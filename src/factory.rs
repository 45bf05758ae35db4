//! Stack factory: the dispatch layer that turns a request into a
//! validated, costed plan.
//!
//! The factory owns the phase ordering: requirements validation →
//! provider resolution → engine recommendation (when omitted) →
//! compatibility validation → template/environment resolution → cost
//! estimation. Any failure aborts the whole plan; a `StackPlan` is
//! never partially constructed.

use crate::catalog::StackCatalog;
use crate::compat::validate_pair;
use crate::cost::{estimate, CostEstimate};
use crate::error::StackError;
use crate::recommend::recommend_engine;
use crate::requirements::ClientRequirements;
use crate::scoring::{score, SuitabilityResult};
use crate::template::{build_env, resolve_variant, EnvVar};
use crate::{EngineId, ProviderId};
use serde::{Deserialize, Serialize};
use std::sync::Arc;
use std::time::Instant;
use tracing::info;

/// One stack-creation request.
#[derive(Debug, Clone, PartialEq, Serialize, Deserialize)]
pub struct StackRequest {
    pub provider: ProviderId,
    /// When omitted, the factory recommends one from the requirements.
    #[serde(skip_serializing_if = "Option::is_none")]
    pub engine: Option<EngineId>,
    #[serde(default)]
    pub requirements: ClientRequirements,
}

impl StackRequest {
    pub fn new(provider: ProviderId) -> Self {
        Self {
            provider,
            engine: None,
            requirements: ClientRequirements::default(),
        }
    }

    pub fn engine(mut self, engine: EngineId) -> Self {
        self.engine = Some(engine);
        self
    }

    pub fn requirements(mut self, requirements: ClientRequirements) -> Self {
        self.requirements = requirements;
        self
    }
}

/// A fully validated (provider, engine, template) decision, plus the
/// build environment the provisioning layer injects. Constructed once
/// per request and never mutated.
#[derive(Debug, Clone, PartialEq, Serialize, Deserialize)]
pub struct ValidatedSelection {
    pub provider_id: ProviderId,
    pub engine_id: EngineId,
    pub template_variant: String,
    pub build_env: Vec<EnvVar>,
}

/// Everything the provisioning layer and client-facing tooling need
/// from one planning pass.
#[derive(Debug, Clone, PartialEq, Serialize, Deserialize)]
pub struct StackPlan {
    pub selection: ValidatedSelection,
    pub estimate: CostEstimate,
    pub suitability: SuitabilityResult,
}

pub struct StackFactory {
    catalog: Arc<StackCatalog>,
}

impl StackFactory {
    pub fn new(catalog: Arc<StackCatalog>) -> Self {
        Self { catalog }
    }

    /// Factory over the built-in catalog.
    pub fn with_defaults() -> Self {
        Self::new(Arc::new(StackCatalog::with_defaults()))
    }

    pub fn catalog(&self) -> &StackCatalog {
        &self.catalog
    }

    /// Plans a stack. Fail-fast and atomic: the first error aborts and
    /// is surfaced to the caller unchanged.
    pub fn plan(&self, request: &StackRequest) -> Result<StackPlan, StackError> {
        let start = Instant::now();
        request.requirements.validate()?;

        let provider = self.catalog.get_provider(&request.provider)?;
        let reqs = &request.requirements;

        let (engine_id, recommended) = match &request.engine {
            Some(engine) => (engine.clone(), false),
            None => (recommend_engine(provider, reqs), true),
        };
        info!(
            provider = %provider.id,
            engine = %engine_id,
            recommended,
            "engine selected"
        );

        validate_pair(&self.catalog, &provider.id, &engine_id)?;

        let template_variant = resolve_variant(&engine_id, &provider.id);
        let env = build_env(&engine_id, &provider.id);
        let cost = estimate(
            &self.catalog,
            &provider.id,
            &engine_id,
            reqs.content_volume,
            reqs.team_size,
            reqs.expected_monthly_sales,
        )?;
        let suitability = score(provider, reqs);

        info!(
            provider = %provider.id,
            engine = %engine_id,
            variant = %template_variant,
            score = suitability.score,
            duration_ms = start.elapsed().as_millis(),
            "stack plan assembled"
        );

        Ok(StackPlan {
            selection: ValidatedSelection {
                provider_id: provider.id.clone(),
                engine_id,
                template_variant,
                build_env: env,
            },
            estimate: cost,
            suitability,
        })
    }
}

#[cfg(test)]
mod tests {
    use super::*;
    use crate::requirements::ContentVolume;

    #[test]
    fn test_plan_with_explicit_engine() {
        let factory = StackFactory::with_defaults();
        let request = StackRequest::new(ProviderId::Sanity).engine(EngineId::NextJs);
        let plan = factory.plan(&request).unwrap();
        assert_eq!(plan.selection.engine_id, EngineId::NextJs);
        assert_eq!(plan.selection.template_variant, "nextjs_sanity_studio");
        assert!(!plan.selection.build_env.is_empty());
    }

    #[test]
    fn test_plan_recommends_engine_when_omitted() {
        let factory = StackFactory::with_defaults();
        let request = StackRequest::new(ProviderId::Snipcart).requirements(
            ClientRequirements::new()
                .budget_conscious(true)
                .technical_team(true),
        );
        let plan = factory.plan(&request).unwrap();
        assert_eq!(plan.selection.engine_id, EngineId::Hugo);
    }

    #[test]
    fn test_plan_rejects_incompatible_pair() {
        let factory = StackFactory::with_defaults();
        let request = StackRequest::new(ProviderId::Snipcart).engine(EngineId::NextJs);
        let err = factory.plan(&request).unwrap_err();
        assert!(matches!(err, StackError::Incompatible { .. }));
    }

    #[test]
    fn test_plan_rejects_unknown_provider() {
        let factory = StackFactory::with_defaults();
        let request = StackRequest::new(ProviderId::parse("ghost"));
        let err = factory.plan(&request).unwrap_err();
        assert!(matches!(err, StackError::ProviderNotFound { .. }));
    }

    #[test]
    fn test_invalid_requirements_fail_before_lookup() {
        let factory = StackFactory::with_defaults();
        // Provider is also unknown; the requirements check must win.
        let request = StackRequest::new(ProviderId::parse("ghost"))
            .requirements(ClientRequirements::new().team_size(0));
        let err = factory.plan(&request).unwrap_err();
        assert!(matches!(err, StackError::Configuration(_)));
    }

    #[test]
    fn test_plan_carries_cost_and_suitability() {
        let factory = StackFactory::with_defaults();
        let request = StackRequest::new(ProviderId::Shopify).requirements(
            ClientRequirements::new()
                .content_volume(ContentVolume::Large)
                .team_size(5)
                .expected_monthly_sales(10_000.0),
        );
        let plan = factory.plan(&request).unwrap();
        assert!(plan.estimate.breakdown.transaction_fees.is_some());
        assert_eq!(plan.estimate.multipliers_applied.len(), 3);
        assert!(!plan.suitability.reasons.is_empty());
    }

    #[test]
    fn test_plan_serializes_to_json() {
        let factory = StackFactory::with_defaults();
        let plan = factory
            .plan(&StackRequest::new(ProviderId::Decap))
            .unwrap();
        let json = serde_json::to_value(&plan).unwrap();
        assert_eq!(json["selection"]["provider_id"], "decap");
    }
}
********************
- _Work to be completed_: Word for word, transcribe the complete listing.

- _Problem solution_:
filename src/factory.rs
repository 45bf05758ae35db4
//! Stack factory: the dispatch layer that turns a request into a
//! validated, costed plan.
//!
//! The factory owns the phase ordering: requirements validation →
//! provider resolution → engine recommendation (when omitted) →
//! compatibility validation → template/environment resolution → cost
//! estimation. Any failure aborts the whole plan; a `StackPlan` is
//! never partially constructed.

use crate::catalog::StackCatalog;
use crate::compat::validate_pair;
use crate::cost::{estimate, CostEstimate};
use crate::error::StackError;
use crate::recommend::recommend_engine;
use crate::requirements::ClientRequirements;
use crate::scoring::{score, SuitabilityResult};
use crate::template::{build_env, resolve_variant, EnvVar};
use crate::{EngineId, ProviderId};
use serde::{Deserialize, Serialize};
use std::sync::Arc;
use std::time::Instant;
use tracing::info;

/// One stack-creation request.
#[derive(Debug, Clone, PartialEq, Serialize, Deserialize)]
pub struct StackRequest {
    pub provider: ProviderId,
    /// When omitted, the factory recommends one from the requirements.
    #[serde(skip_serializing_if = "Option::is_none")]
    pub engine: Option<EngineId>,
    #[serde(default)]
    pub requirements: ClientRequirements,
}

impl StackRequest {
    pub fn new(provider: ProviderId) -> Self {
        Self {
            provider,
            engine: None,
            requirements: ClientRequirements::default(),
        }
    }

    pub fn engine(mut self, engine: EngineId) -> Self {
        self.engine = Some(engine);
        self
    }

    pub fn requirements(mut self, requirements: ClientRequirements) -> Self {
        self.requirements = requirements;
        self
    }
}

/// A fully validated (provider, engine, template) decision, plus the
/// build environment the provisioning layer injects. Constructed once
/// per request and never mutated.
#[derive(Debug, Clone, PartialEq, Serialize, Deserialize)]
pub struct ValidatedSelection {
    pub provider_id: ProviderId,
    pub engine_id: EngineId,
    pub template_variant: String,
    pub build_env: Vec<EnvVar>,
}

/// Everything the provisioning layer and client-facing tooling need
/// from one planning pass.
#[derive(Debug, Clone, PartialEq, Serialize, Deserialize)]
pub struct StackPlan {
    pub selection: ValidatedSelection,
    pub estimate: CostEstimate,
    pub suitability: SuitabilityResult,
}

pub struct StackFactory {
    catalog: Arc<StackCatalog>,
}

impl StackFactory {
    pub fn new(catalog: Arc<StackCatalog>) -> Self {
        Self { catalog }
    }

    /// Factory over the built-in catalog.
    pub fn with_defaults() -> Self {
        Self::new(Arc::new(StackCatalog::with_defaults()))
    }

    pub fn catalog(&self) -> &StackCatalog {
        &self.catalog
    }

    /// Plans a stack. Fail-fast and atomic: the first error aborts and
    /// is surfaced to the caller unchanged.
    pub fn plan(&self, request: &StackRequest) -> Result<StackPlan, StackError> {
        let start = Instant::now();
        request.requirements.validate()?;

        let provider = self.catalog.get_provider(&request.provider)?;
        let reqs = &request.requirements;

        let (engine_id, recommended) = match &request.engine {
            Some(engine) => (engine.clone(), false),
            None => (recommend_engine(provider, reqs), true),
        };
        info!(
            provider = %provider.id,
            engine = %engine_id,
            recommended,
            "engine selected"
        );

        validate_pair(&self.catalog, &provider.id, &engine_id)?;

        let template_variant = resolve_variant(&engine_id, &provider.id);
        let env = build_env(&engine_id, &provider.id);
        let cost = estimate(
            &self.catalog,
            &provider.id,
            &engine_id,
            reqs.content_volume,
            reqs.team_size,
            reqs.expected_monthly_sales,
        )?;
        let suitability = score(provider, reqs);

        info!(
            provider = %provider.id,
            engine = %engine_id,
            variant = %template_variant,
            score = suitability.score,
            duration_ms = start.elapsed().as_millis(),
            "stack plan assembled"
        );

        Ok(StackPlan {
            selection: ValidatedSelection {
                provider_id: provider.id.clone(),
                engine_id,
                template_variant,
                build_env: env,
            },
            estimate: cost,
            suitability,
        })
    }
}

#[cfg(test)]
mod tests {
    use super::*;
    use crate::requirements::ContentVolume;

    #[test]
    fn test_plan_with_explicit_engine() {
        let factory = StackFactory::with_defaults();
        let request = StackRequest::new(ProviderId::Sanity).engine(EngineId::NextJs);
        let plan = factory.plan(&request).unwrap();
        assert_eq!(plan.selection.engine_id, EngineId::NextJs);
        assert_eq!(plan.selection.template_variant, "nextjs_sanity_studio");
        assert!(!plan.selection.build_env.is_empty());
    }

    #[test]
    fn test_plan_recommends_engine_when_omitted() {
        let factory = StackFactory::with_defaults();
        let request = StackRequest::new(ProviderId::Snipcart).requirements(
            ClientRequirements::new()
                .budget_conscious(true)
                .technical_team(true),
        );
        let plan = factory.plan(&request).unwrap();
        assert_eq!(plan.selection.engine_id, EngineId::Hugo);
    }

    #[test]
    fn test_plan_rejects_incompatible_pair() {
        let factory = StackFactory::with_defaults();
        let request = StackRequest::new(ProviderId::Snipcart).engine(EngineId::NextJs);
        let err = factory.plan(&request).unwrap_err();
        assert!(matches!(err, StackError::Incompatible { .. }));
    }

    #[test]
    fn test_plan_rejects_unknown_provider() {
        let factory = StackFactory::with_defaults();
        let request = StackRequest::new(ProviderId::parse("ghost"));
        let err = factory.plan(&request).unwrap_err();
        assert!(matches!(err, StackError::ProviderNotFound { .. }));
    }

    #[test]
    fn test_invalid_requirements_fail_before_lookup() {
        let factory = StackFactory::with_defaults();
        // Provider is also unknown; the requirements check must win.
        let request = StackRequest::new(ProviderId::parse("ghost"))
            .requirements(ClientRequirements::new().team_size(0));
        let err = factory.plan(&request).unwrap_err();
        assert!(matches!(err, StackError::Configuration(_)));
    }

    #[test]
    fn test_plan_carries_cost_and_suitability() {
        let factory = StackFactory::with_defaults();
        let request = StackRequest::new(ProviderId::Shopify).requirements(
            ClientRequirements::new()
                .content_volume(ContentVolume::Large)
                .team_size(5)
                .expected_monthly_sales(10_000.0),
        );
        let plan = factory.plan(&request).unwrap();
        assert!(plan.estimate.breakdown.transaction_fees.is_some());
        assert_eq!(plan.estimate.multipliers_applied.len(), 3);
        assert!(!plan.suitability.reasons.is_empty());
    }

    #[test]
    fn test_plan_serializes_to_json() {
        let factory = StackFactory::with_defaults();
        let plan = factory
            .plan(&StackRequest::new(ProviderId::Decap))
            .unwrap();
        let json = serde_json::to_value(&plan).unwrap();
        assert_eq!(json["selection"]["provider_id"], "decap");
    }
}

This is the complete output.